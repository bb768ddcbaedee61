//! Build connectivity from raw coordinates, applying topology edits.
//!
//! This is the gateway from a coordinates-only state to a full
//! connectivity/coordinate pair. All edits of one build run in a single
//! builder script so the engine sees them atomically; gaps declared here
//! surface as unresolved loop markers on the output state for a later
//! ligation.

use crate::core::chains::ChainIdAllocator;
use crate::core::state::{LoopMarker, StateHandle};
use crate::engine::error::EngineError;
use crate::engine::external::builder::BuildScript;
use crate::engine::external::run_engine;
use crate::engine::tasks::{verify_consistency, TaskIo};
use serde::{Deserialize, Serialize};
use std::path::PathBuf;
use tracing::info;

#[derive(Debug, Clone, PartialEq, Serialize, Deserialize)]
#[serde(deny_unknown_fields)]
pub struct Mutation {
    pub chain: char,
    pub resid: i32,
    /// Three-letter residue name to mutate to.
    pub to: String,
}

#[derive(Debug, Clone, PartialEq, Serialize, Deserialize)]
#[serde(deny_unknown_fields)]
pub struct Deletion {
    pub chain: char,
    pub start: i32,
    pub end: i32,
}

#[derive(Debug, Clone, PartialEq, Serialize, Deserialize)]
#[serde(deny_unknown_fields)]
pub struct Insertion {
    pub chain: char,
    /// Residue after which the sequence is spliced in.
    pub after: i32,
    /// One-letter amino-acid sequence.
    pub sequence: String,
}

#[derive(Debug, Clone, PartialEq, Serialize, Deserialize)]
#[serde(deny_unknown_fields)]
pub struct Disulfide {
    pub chain_a: char,
    pub resid_a: i32,
    pub chain_b: char,
    pub resid_b: i32,
}

/// A donor fragment (typically a glycan) attached to an anchor residue. The
/// fragment lands in a freshly allocated chain.
#[derive(Debug, Clone, PartialEq, Serialize, Deserialize)]
#[serde(deny_unknown_fields)]
pub struct Graft {
    pub donor: PathBuf,
    pub donor_chain: char,
    pub at_chain: char,
    pub at_resid: i32,
}

#[derive(Debug, Clone, Default, PartialEq, Serialize, Deserialize)]
#[serde(deny_unknown_fields)]
pub struct BuildTopologyParams {
    #[serde(default)]
    pub mutations: Vec<Mutation>,
    #[serde(default)]
    pub deletions: Vec<Deletion>,
    #[serde(default)]
    pub insertions: Vec<Insertion>,
    #[serde(default)]
    pub disulfides: Vec<Disulfide>,
    #[serde(default)]
    pub grafts: Vec<Graft>,
    /// Gaps the build deliberately leaves open for ligation.
    #[serde(default)]
    pub gaps: Vec<LoopMarker>,
}

pub fn run(
    params: &BuildTopologyParams,
    input: &StateHandle,
    io: &mut TaskIo,
) -> Result<StateHandle, EngineError> {
    let coordinates = input
        .coordinates
        .as_ref()
        .ok_or_else(|| io.precondition_error("input state has no coordinates; run fetch first"))?;

    for graft in &params.grafts {
        if !graft.donor.exists() {
            return Err(io.config_error(format!(
                "graft donor file '{}' does not exist",
                graft.donor.display()
            )));
        }
    }

    let step = io.step()?;
    let script_path = step.file("in");
    let out_psf = step.file("psf");
    let out_pdb = step.file("pdb");

    let mut allocator = ChainIdAllocator::seeded_from(&input.chain_map);
    let mut grafted_chains = Vec::with_capacity(params.grafts.len());

    let mut script = BuildScript::new();
    script.read_structure(input.topology.as_deref(), coordinates);
    for mutation in &params.mutations {
        script.mutate(mutation.chain, mutation.resid, &mutation.to);
    }
    for deletion in &params.deletions {
        script.delete_range(deletion.chain, deletion.start, deletion.end);
    }
    for insertion in &params.insertions {
        script.insert(insertion.chain, insertion.after, &insertion.sequence);
    }
    for bond in &params.disulfides {
        script.disulfide(bond.chain_a, bond.resid_a, bond.chain_b, bond.resid_b);
    }
    for graft in &params.grafts {
        let new_chain = allocator.allocate()?;
        script.graft(
            &graft.donor,
            graft.donor_chain,
            graft.at_chain,
            graft.at_resid,
            new_chain,
        );
        grafted_chains.push(new_chain);
    }
    for gap in &params.gaps {
        script.mark_gap(gap.chain, gap.start_resid, gap.end_resid);
    }
    script.write_outputs(&out_psf, &out_pdb);
    script.write_to(&script_path)?;

    let invocation = BuildScript::invocation(
        &io.ctx.engines.builder,
        &script_path,
        io.ctx.workdir,
        vec![out_psf.clone(), out_pdb.clone()],
    );
    run_engine(io.ctx.launcher, &invocation).map_err(|e| io.engine_failure(e))?;

    let atoms = verify_consistency(&out_psf, &out_pdb, io)?;
    info!(
        atoms,
        gaps = params.gaps.len(),
        grafts = grafted_chains.len(),
        "Topology built."
    );

    let mut state = input.derived(step.id.clone(), step.basename().to_string());
    state.topology = Some(out_psf);
    state.coordinates = Some(out_pdb);
    for chain in grafted_chains {
        state.chain_map.insert(chain, format!("GLY{chain}"));
    }
    state.unresolved_loops.extend(params.gaps.iter().cloned());
    Ok(state)
}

┄┄┄┄┄┄┄┄┄┄

- _TASK OBJECTIVE_
Where the word "file" shows up in a line of the records above, count that line; then give the count by itself.

- _RESULT OF THE TASK_
4